Input →
__________

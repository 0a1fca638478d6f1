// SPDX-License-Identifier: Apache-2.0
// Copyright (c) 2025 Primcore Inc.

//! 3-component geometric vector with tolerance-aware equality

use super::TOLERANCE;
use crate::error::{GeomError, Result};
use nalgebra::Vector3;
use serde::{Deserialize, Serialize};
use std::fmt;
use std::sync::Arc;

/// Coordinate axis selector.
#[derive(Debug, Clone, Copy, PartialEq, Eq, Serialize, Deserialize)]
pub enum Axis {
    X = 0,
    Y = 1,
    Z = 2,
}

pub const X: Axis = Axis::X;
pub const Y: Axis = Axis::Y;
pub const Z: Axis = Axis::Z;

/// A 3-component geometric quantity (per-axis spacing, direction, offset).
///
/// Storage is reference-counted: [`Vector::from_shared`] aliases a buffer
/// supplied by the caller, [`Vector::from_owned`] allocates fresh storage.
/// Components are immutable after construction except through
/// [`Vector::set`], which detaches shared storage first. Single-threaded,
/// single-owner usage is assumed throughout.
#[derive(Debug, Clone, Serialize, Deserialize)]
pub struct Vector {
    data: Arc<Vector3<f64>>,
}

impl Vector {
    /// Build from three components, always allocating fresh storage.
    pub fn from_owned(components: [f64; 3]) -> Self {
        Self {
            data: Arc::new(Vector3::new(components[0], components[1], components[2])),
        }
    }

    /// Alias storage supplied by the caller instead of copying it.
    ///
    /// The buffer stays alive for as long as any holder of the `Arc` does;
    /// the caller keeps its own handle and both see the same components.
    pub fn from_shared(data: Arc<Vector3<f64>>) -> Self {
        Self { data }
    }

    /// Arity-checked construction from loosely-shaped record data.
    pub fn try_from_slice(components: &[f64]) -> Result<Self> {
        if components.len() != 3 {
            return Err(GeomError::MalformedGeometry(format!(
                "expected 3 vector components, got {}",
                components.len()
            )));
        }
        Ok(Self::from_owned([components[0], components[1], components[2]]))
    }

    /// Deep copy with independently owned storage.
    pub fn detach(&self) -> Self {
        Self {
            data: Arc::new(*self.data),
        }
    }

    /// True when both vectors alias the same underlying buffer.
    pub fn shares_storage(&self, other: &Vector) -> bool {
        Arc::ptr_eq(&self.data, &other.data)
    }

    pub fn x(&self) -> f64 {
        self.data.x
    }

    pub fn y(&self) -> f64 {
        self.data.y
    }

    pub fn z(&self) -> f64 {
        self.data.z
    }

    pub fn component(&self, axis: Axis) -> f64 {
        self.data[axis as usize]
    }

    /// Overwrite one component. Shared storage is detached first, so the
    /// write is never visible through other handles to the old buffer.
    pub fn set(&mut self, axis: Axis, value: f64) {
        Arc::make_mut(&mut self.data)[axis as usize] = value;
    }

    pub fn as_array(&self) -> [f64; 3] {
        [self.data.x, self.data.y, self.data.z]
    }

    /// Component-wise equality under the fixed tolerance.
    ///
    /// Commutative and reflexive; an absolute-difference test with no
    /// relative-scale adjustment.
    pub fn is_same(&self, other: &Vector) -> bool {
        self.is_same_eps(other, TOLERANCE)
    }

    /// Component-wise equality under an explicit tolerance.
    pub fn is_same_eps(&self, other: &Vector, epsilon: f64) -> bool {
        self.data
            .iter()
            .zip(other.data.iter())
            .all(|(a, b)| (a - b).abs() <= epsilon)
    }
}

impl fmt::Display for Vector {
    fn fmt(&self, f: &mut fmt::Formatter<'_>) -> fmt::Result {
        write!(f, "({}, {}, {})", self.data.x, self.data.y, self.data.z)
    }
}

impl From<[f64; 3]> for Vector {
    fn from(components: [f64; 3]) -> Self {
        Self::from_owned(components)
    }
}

__________

About this exercise → Go through the listing above and copy each line where the string "impl" appears.

Expected answer →
impl Vector {
impl fmt::Display for Vector {
impl From<[f64; 3]> for Vector {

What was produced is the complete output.